* _Assignment_:
Can you quote, word for word, every line from the first line of the records below through the line containing "Shift: pinyin sub-mode", and nothing else?

* _Input for this task_:
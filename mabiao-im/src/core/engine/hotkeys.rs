//! Mode-switch hotkeys.
//!
//! All hotkeys fire on key release with exact modifier state, and only when
//! the release immediately follows its own press — a Shift used as a
//! modifier for another key must not toggle anything. Printable combos are
//! swallowed on press so the application never sees them.

use mabiao_engine::ChineseMode;

use super::*;

#[derive(Debug, Clone, Copy, PartialEq, Eq)]
enum Hotkey {
    /// Left Shift: direct <-> table input
    TableInput,
    /// Right Shift: pinyin sub-mode
    Pinyin,
    /// Shift+Space: fullwidth letters for the current mode
    FullWidthLetter,
    /// Ctrl+period: fullwidth punctuation for the current mode
    FullWidthPunct,
    /// Ctrl+comma: single-character matches only
    OneChar,
    /// Ctrl+slash: auto-commit straight to the application
    AutoCommit,
    /// Ctrl+semicolon: cycle the Chinese-variant filter
    ChineseModeCycle,
    /// Left Alt: next candidate within the page
    CycleCandidate,
}

impl TableEngine {
    fn hotkey_for(&self, key: &KeyEvent) -> Option<Hotkey> {
        let mods = key.modifiers;
        let ctrl_only =
            mods.control_key && !mods.alt_key && !mods.super_key && !mods.shift_key;
        let shift_only =
            mods.shift_key && !mods.control_key && !mods.alt_key && !mods.super_key;
        // Hosts differ on whether a modifier's own release still reports
        // its mask, so accept both for the modifier hotkeys.
        let bare_shift = mods.is_empty() || shift_only;
        let bare_alt = !mods.control_key && !mods.shift_key && !mods.super_key;
        let table = self.input_mode == InputMode::Table;
        let meta = self.editor.metadata();

        match key.keysym {
            Keysym::SHIFT_L if bare_shift && !self.is_composing() => Some(Hotkey::TableInput),
            Keysym::SHIFT_R
                if bare_shift && !self.is_composing() && table && meta.supports_pinyin =>
            {
                Some(Hotkey::Pinyin)
            }
            Keysym::SPACE if shift_only => Some(Hotkey::FullWidthLetter),
            Keysym::PERIOD if ctrl_only => Some(Hotkey::FullWidthPunct),
            Keysym::COMMA if ctrl_only && table && meta.supports_onechar => Some(Hotkey::OneChar),
            Keysym::SLASH if ctrl_only && table => Some(Hotkey::AutoCommit),
            Keysym::SEMICOLON if ctrl_only && table && meta.supports_chinese_mode => {
                Some(Hotkey::ChineseModeCycle)
            }
            Keysym::ALT_L if bare_alt && table && self.is_composing() => {
                Some(Hotkey::CycleCandidate)
            }
            _ => None,
        }
    }

    /// `None` means the key is not a hotkey and dispatch continues.
    pub(super) fn handle_hotkey(&mut self, key: &KeyEvent) -> Option<EngineResult> {
        let hotkey = self.hotkey_for(key)?;
        if key.is_press {
            if key.keysym.is_modifier() {
                // Modifier presses stay visible to the host for its own
                // modifier tracking.
                return None;
            }
            return Some(EngineResult::consumed());
        }
        let follows_own_press = self
            .prev_pressed
            .is_some_and(|(keysym, _)| keysym == key.keysym);
        if !follows_own_press {
            return None;
        }
        Some(self.apply_hotkey(hotkey))
    }

    fn apply_hotkey(&mut self, hotkey: Hotkey) -> EngineResult {
        let mut result = EngineResult::consumed();
        let mode_index = self.input_mode.index();
        match hotkey {
            Hotkey::TableInput => {
                let to_table = self.input_mode == InputMode::Direct;
                self.set_input_mode(if to_table {
                    InputMode::Table
                } else {
                    InputMode::Direct
                });
                result.actions.push(EngineAction::WriteConfig(
                    SettingKey::TableInput,
                    SettingValue::Bool(to_table),
                ));
            }
            Hotkey::Pinyin => {
                let enabled = !self.settings.mode.pinyin;
                self.settings.mode.pinyin = enabled;
                self.editor.set_py_mode(enabled);
                result.actions.push(EngineAction::WriteConfig(
                    SettingKey::Pinyin,
                    SettingValue::Bool(enabled),
                ));
            }
            Hotkey::FullWidthLetter => {
                self.settings.width.full_width_letter[mode_index] ^= true;
                let pair = self.settings.width.full_width_letter;
                self.editor.set_full_width_letter(pair[mode_index]);
                result.actions.push(EngineAction::WriteConfig(
                    SettingKey::FullWidthLetter,
                    SettingValue::BoolPair(pair),
                ));
            }
            Hotkey::FullWidthPunct => {
                self.settings.width.full_width_punct[mode_index] ^= true;
                let pair = self.settings.width.full_width_punct;
                result.actions.push(EngineAction::WriteConfig(
                    SettingKey::FullWidthPunct,
                    SettingValue::BoolPair(pair),
                ));
            }
            Hotkey::OneChar => {
                let enabled = !self.settings.mode.onechar;
                self.settings.mode.onechar = enabled;
                self.editor.set_onechar(enabled);
                result.actions.push(EngineAction::WriteConfig(
                    SettingKey::OneChar,
                    SettingValue::Bool(enabled),
                ));
            }
            Hotkey::AutoCommit => {
                let enabled = !self.settings.mode.auto_commit;
                self.settings.mode.auto_commit = enabled;
                result.actions.push(EngineAction::WriteConfig(
                    SettingKey::AutoCommit,
                    SettingValue::Bool(enabled),
                ));
            }
            Hotkey::ChineseModeCycle => {
                let mode = self.settings.mode.chinese_mode.next();
                self.settings.mode.chinese_mode = mode;
                self.editor.set_chinese_mode(mode);
                result.actions.push(EngineAction::WriteConfig(
                    SettingKey::ChineseMode,
                    SettingValue::Text(chinese_mode_str(mode).to_string()),
                ));
            }
            Hotkey::CycleCandidate => {
                self.editor.cycle_next_cand();
            }
        }
        self.render_into(&mut result);
        result
    }
}

pub(super) fn chinese_mode_str(mode: ChineseMode) -> &'static str {
    match mode {
        ChineseMode::SimplifiedOnly => "simplified-only",
        ChineseMode::TraditionalOnly => "traditional-only",
        ChineseMode::SimplifiedFirst => "simplified-first",
        ChineseMode::TraditionalFirst => "traditional-first",
        ChineseMode::All => "all",
    }
}
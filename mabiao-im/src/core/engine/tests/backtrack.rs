use super::*;

#[test]
fn auto_select_backtracks_on_dead_end() {
    let mut settings = Settings::default();
    settings.mode.auto_select = true;
    let mut engine = engine_with(settings);

    type_str(&mut engine, "sh");
    assert_eq!(engine.editor().candidates()[0].phrase, "ш");

    // "shs" matches nothing: the previous match is finalized and the
    // third key starts a fresh segment.
    let result = engine.process_key(&press('s'));
    assert!(result.consumed);
    assert_eq!(engine.editor().committed_phrases(), ["ш"]);
    assert_eq!(engine.editor().chars_valid(), "s");
    assert_eq!(engine.editor().chars_invalid(), "");
    // Still in preedit, nothing delivered
    assert!(result.commits().is_empty());
}

#[test]
fn dead_end_without_auto_select_keeps_invalid_suffix() {
    let mut engine = engine();

    type_str(&mut engine, "shs");
    assert_eq!(engine.editor().chars_valid(), "sh");
    assert_eq!(engine.editor().chars_invalid(), "s");
    assert!(!engine.editor().has_precommit());

    // The invalid suffix is rendered in its own segment
    let result = engine.process_key(&press('s'));
    assert_eq!(engine.editor().chars_invalid(), "ss");
    assert_eq!(preedit_text(&result).as_deref(), Some("shss"));
}

#[test]
fn boundary_precommit_stays_in_preedit_by_default() {
    let mut table = MemoryTable::new(test_metadata());
    table.push("a", "一", 1);
    table.push("aa", "二", 1);
    table.push("aaa", "三", 1);
    table.push("aaaa", "四", 1);
    let mut engine = TableEngine::new(Box::new(table), Settings::default());

    type_str(&mut engine, "aaaaa");
    assert_eq!(engine.editor().committed_phrases(), ["四"]);
    assert_eq!(engine.editor().chars_valid(), "a");
}

#[test]
fn boundary_precommit_goes_to_host_with_auto_commit() {
    let mut table = MemoryTable::new(test_metadata());
    table.push("a", "一", 1);
    table.push("aa", "二", 1);
    table.push("aaa", "三", 1);
    table.push("aaaa", "四", 1);
    let mut settings = Settings::default();
    settings.mode.auto_commit = true;
    let mut engine = TableEngine::new(Box::new(table), settings);

    type_str(&mut engine, "aaaa");
    let result = engine.process_key(&press('a'));
    assert_eq!(result.commits(), ["四"]);
    assert!(!engine.editor().has_precommit());
    assert_eq!(engine.editor().chars_valid(), "a");
}

#[test]
fn table_declared_auto_select_policy_applies() {
    let mut table = MemoryTable::new(TableMetadata {
        auto_select: true,
        ..test_metadata()
    });
    table.push("s", "三", 10);
    table.push("sh", "ш", 10);
    let mut engine = TableEngine::new(Box::new(table), Settings::default());
    assert!(engine.settings().mode.auto_select);

    type_str(&mut engine, "shs");
    assert_eq!(engine.editor().committed_phrases(), ["ш"]);
    assert_eq!(engine.editor().chars_valid(), "s");
}
//! Tests for the table engine

use super::*;
use crate::config::settings::Settings;
use mabiao_engine::{MemoryTable, TableMetadata};

mod backtrack;
mod config;
mod cursor;
mod hotkeys;
mod passthrough;

fn press(ch: char) -> KeyEvent {
    KeyEvent::press(Keysym(ch as u32))
}

fn press_key(keysym: Keysym) -> KeyEvent {
    KeyEvent::press(keysym)
}

fn release_key(keysym: Keysym) -> KeyEvent {
    KeyEvent::release(keysym)
}

fn press_ctrl(keysym: Keysym) -> KeyEvent {
    KeyEvent::new(keysym, KeyModifiers::new().with_control(true), true)
}

fn press_ctrl_char(ch: char) -> KeyEvent {
    press_ctrl(Keysym(ch as u32))
}

fn press_alt_char(ch: char) -> KeyEvent {
    KeyEvent::new(Keysym(ch as u32), KeyModifiers::new().with_alt(true), true)
}

/// Press and release a hotkey with the given modifier state on the press.
/// The release reports no modifiers, like a real keyboard releasing the
/// last key of a combo.
fn tap(engine: &mut TableEngine, keysym: Keysym, mods: KeyModifiers) -> EngineResult {
    engine.process_key(&KeyEvent::new(keysym, mods, true));
    engine.process_key(&KeyEvent::new(keysym, KeyModifiers::default(), false))
}

/// Press and release where the modifier is still held on release
/// (Ctrl+period style combos).
fn tap_held(engine: &mut TableEngine, keysym: Keysym, mods: KeyModifiers) -> EngineResult {
    engine.process_key(&KeyEvent::new(keysym, mods, true));
    engine.process_key(&KeyEvent::new(keysym, mods, false))
}

fn type_str(engine: &mut TableEngine, text: &str) {
    for ch in text.chars() {
        engine.process_key(&press(ch));
    }
}

fn test_metadata() -> TableMetadata {
    TableMetadata {
        name: "test".to_string(),
        max_key_length: 4,
        single_wildcard_char: Some('?'),
        multi_wildcard_char: Some('*'),
        auto_wildcard: false,
        supports_pinyin: true,
        ..TableMetadata::default()
    }
}

fn test_table() -> MemoryTable {
    let mut table = MemoryTable::new(test_metadata());
    table.push("n", "女", 10);
    table.push("ni", "你", 100);
    table.push("ni", "尼", 50);
    table.push("nh", "你好", 70);
    table.push("h", "火", 10);
    table.push("hk", "好", 80);
    table.push("s", "三", 10);
    table.push("sh", "ш", 10);
    table.push_pinyin("ni", "你", 100);
    table.push_pinyin("ni", "尼", 40);
    table
}

fn engine() -> TableEngine {
    engine_with(Settings::default())
}

fn engine_with(settings: Settings) -> TableEngine {
    TableEngine::new(Box::new(test_table()), settings)
}

/// The preedit text from the last rendered UpdatePreedit action.
fn preedit_text(result: &EngineResult) -> Option<String> {
    result.actions.iter().rev().find_map(|a| match a {
        EngineAction::UpdatePreedit(preedit) => Some(preedit.text().to_string()),
        _ => None,
    })
}

fn has_write(result: &EngineResult, key: SettingKey) -> bool {
    result
        .actions
        .iter()
        .any(|a| matches!(a, EngineAction::WriteConfig(k, _) if *k == key))
}
//! Batched delivery of usage signal to the user database.
//!
//! Every host commit of a matched phrase is reported through
//! [`TableQuery::check_phrase`] right away, but the durable
//! [`TableQuery::sync`] is batched: the host's periodic tick calls
//! [`UsageRecorder::maybe_flush`], which syncs once enough events or enough
//! time has accumulated, whichever comes first.

use std::time::{Duration, Instant};

use tracing::debug;

use crate::table::TableQuery;

pub struct UsageRecorder {
    pending: usize,
    last_flush: Instant,
    max_pending: usize,
    max_age: Duration,
}

impl UsageRecorder {
    pub const DEFAULT_MAX_PENDING: usize = 16;
    pub const DEFAULT_MAX_AGE: Duration = Duration::from_secs(1);

    pub fn new() -> Self {
        Self::with_limits(Self::DEFAULT_MAX_PENDING, Self::DEFAULT_MAX_AGE)
    }

    pub fn with_limits(max_pending: usize, max_age: Duration) -> Self {
        Self {
            pending: 0,
            last_flush: Instant::now(),
            max_pending: max_pending.max(1),
            max_age,
        }
    }

    pub fn pending(&self) -> usize {
        self.pending
    }

    /// Report one committed phrase and count it toward the next flush.
    pub fn record(&mut self, db: &mut dyn TableQuery, tabkeys: &str, phrase: &str) {
        db.check_phrase(tabkeys, phrase);
        self.pending += 1;
    }

    /// Sync if a threshold has tripped. Returns whether a sync happened.
    pub fn maybe_flush(&mut self, db: &mut dyn TableQuery) -> bool {
        if self.pending == 0 {
            // Keep the age window anchored to the last activity.
            self.last_flush = Instant::now();
            return false;
        }
        if self.pending >= self.max_pending || self.last_flush.elapsed() >= self.max_age {
            self.flush(db);
            return true;
        }
        false
    }

    /// Sync unconditionally (reset, focus loss, shutdown).
    pub fn flush(&mut self, db: &mut dyn TableQuery) {
        if self.pending > 0 {
            debug!(events = self.pending, "flushing usage records");
            db.sync();
        }
        self.pending = 0;
        self.last_flush = Instant::now();
    }
}

impl Default for UsageRecorder {
    fn default() -> Self {
        Self::new()
    }
}

#[cfg(test)]
mod tests {
    use super::*;
    use crate::candidate::Candidate;
    use crate::table::{TableMetadata, WordQueryOptions};

    #[derive(Default)]
    struct CountingDb {
        metadata: TableMetadata,
        checks: usize,
        syncs: usize,
    }

    impl TableQuery for CountingDb {
        fn metadata(&self) -> &TableMetadata {
            &self.metadata
        }
        fn select_words(&self, _: &str, _: &WordQueryOptions) -> Vec<Candidate> {
            Vec::new()
        }
        fn select_chinese_characters_by_pinyin(
            &self,
            _: &str,
            _: &WordQueryOptions,
        ) -> Vec<Candidate> {
            Vec::new()
        }
        fn find_zi_code(&self, _: char) -> Vec<String> {
            Vec::new()
        }
        fn check_phrase(&mut self, _: &str, _: &str) {
            self.checks += 1;
        }
        fn remove_phrase(&mut self, _: &str, _: &str, _: bool) {}
        fn sync(&mut self) {
            self.syncs += 1;
        }
    }

    #[test]
    fn flushes_on_event_count() {
        let mut db = CountingDb::default();
        let mut usage = UsageRecorder::with_limits(2, Duration::from_secs(3600));

        usage.record(&mut db, "ni", "你");
        assert!(!usage.maybe_flush(&mut db));
        usage.record(&mut db, "ni", "你");
        assert!(usage.maybe_flush(&mut db));

        assert_eq!(db.checks, 2);
        assert_eq!(db.syncs, 1);
        assert_eq!(usage.pending(), 0);
    }

    #[test]
    fn flushes_on_age() {
        let mut db = CountingDb::default();
        let mut usage = UsageRecorder::with_limits(1000, Duration::ZERO);

        usage.record(&mut db, "ni", "你");
        assert!(usage.maybe_flush(&mut db));
        assert_eq!(db.syncs, 1);
    }

    #[test]
    fn idle_tick_does_not_sync() {
        let mut db = CountingDb::default();
        let mut usage = UsageRecorder::with_limits(1, Duration::ZERO);
        assert!(!usage.maybe_flush(&mut db));
        assert_eq!(db.syncs, 0);
    }

    #[test]
    fn forced_flush_is_unconditional() {
        let mut db = CountingDb::default();
        let mut usage = UsageRecorder::new();
        usage.record(&mut db, "ni", "你");
        usage.flush(&mut db);
        assert_eq!(db.syncs, 1);
        // Nothing pending: flush is a no-op sync-wise
        usage.flush(&mut db);
        assert_eq!(db.syncs, 1);
    }
}
//! Composition state for table input.
//!
//! The [`Editor`] owns the live key segment (`chars_valid` / `chars_invalid`),
//! the candidate list matched against it, and the queue of phrases that have
//! been finalized into the preedit but not yet delivered to the host
//! application. The engine layer drives it one key at a time; every mutation
//! ends in [`Editor::update_candidates`] so presentation state never goes
//! stale.

use tracing::debug;

use crate::candidate::{Candidate, LookupTable, Orientation};
use crate::fullwidth::to_fullwidth;
use crate::table::{ChineseMode, TableMetadata, TableQuery, WordQueryOptions};

/// Longest pinyin syllable the editor will match before forcing a segment
/// boundary.
pub const PINYIN_MAX_KEY_LENGTH: usize = 7;

/// Tone markers terminating a pinyin syllable (tones 1-5).
pub const PINYIN_TONE_MARKS: [char; 5] = ['!', '@', '#', '$', '%'];

/// The three-way preedit split used by the display layer: phrases left of
/// the precommit cursor, the in-progress segment, phrases right of it.
#[derive(Debug, Clone, PartialEq, Eq)]
pub struct PreeditParts {
    pub left: Vec<String>,
    pub current: String,
    pub right: Vec<String>,
}

impl PreeditParts {
    pub fn concat(&self) -> String {
        let mut out = String::new();
        out.extend(self.left.iter().map(String::as_str));
        out.push_str(&self.current);
        out.extend(self.right.iter().map(String::as_str));
        out
    }
}

/// Composition state holder for one input session.
pub struct Editor {
    db: Box<dyn TableQuery>,

    /// Accepted input characters of the live segment
    chars_valid: Vec<char>,
    /// Out-of-alphabet suffix of the live segment. Non-empty blocks lookups
    /// until stripped or flushed.
    chars_invalid: Vec<char>,
    /// The (valid, invalid) pair at the last lookup; `None` forces a query.
    chars_prev: Option<(Vec<char>, Vec<char>)>,

    /// Current match list for `chars_valid`, ranked by the database
    candidates: Vec<Candidate>,
    /// Match list from the previous lookup, kept one step for the
    /// auto-select backtrack
    candidates_prev: Vec<Candidate>,

    /// Key sequences of phrases committed to preedit, paired with
    /// `committed_phrases`
    committed_keys: Vec<String>,
    /// Phrases committed to preedit but not yet delivered to the host
    committed_phrases: Vec<String>,
    /// Edit position among the precommitted phrases,
    /// `0..=committed_phrases.len()`
    cursor_precommit: usize,

    lookup_table: LookupTable,
    select_keys: Vec<char>,

    // Active lookup filters. The engine layer keeps these in sync with its
    // mode state; every setter invalidates the lookup memo.
    py_mode: bool,
    onechar: bool,
    chinese_mode: ChineseMode,
    auto_wildcard: bool,
    single_wildcard: Option<char>,
    multi_wildcard: Option<char>,
    full_width_letter: bool,
}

* _Exercise solution_:
filename mabiao-im/src/core/engine/hotkeys.rs
//! Mode-switch hotkeys.
//!
//! All hotkeys fire on key release with exact modifier state, and only when
//! the release immediately follows its own press — a Shift used as a
//! modifier for another key must not toggle anything. Printable combos are
//! swallowed on press so the application never sees them.

use mabiao_engine::ChineseMode;

use super::*;

#[derive(Debug, Clone, Copy, PartialEq, Eq)]
enum Hotkey {
    /// Left Shift: direct <-> table input
    TableInput,
    /// Right Shift: pinyin sub-mode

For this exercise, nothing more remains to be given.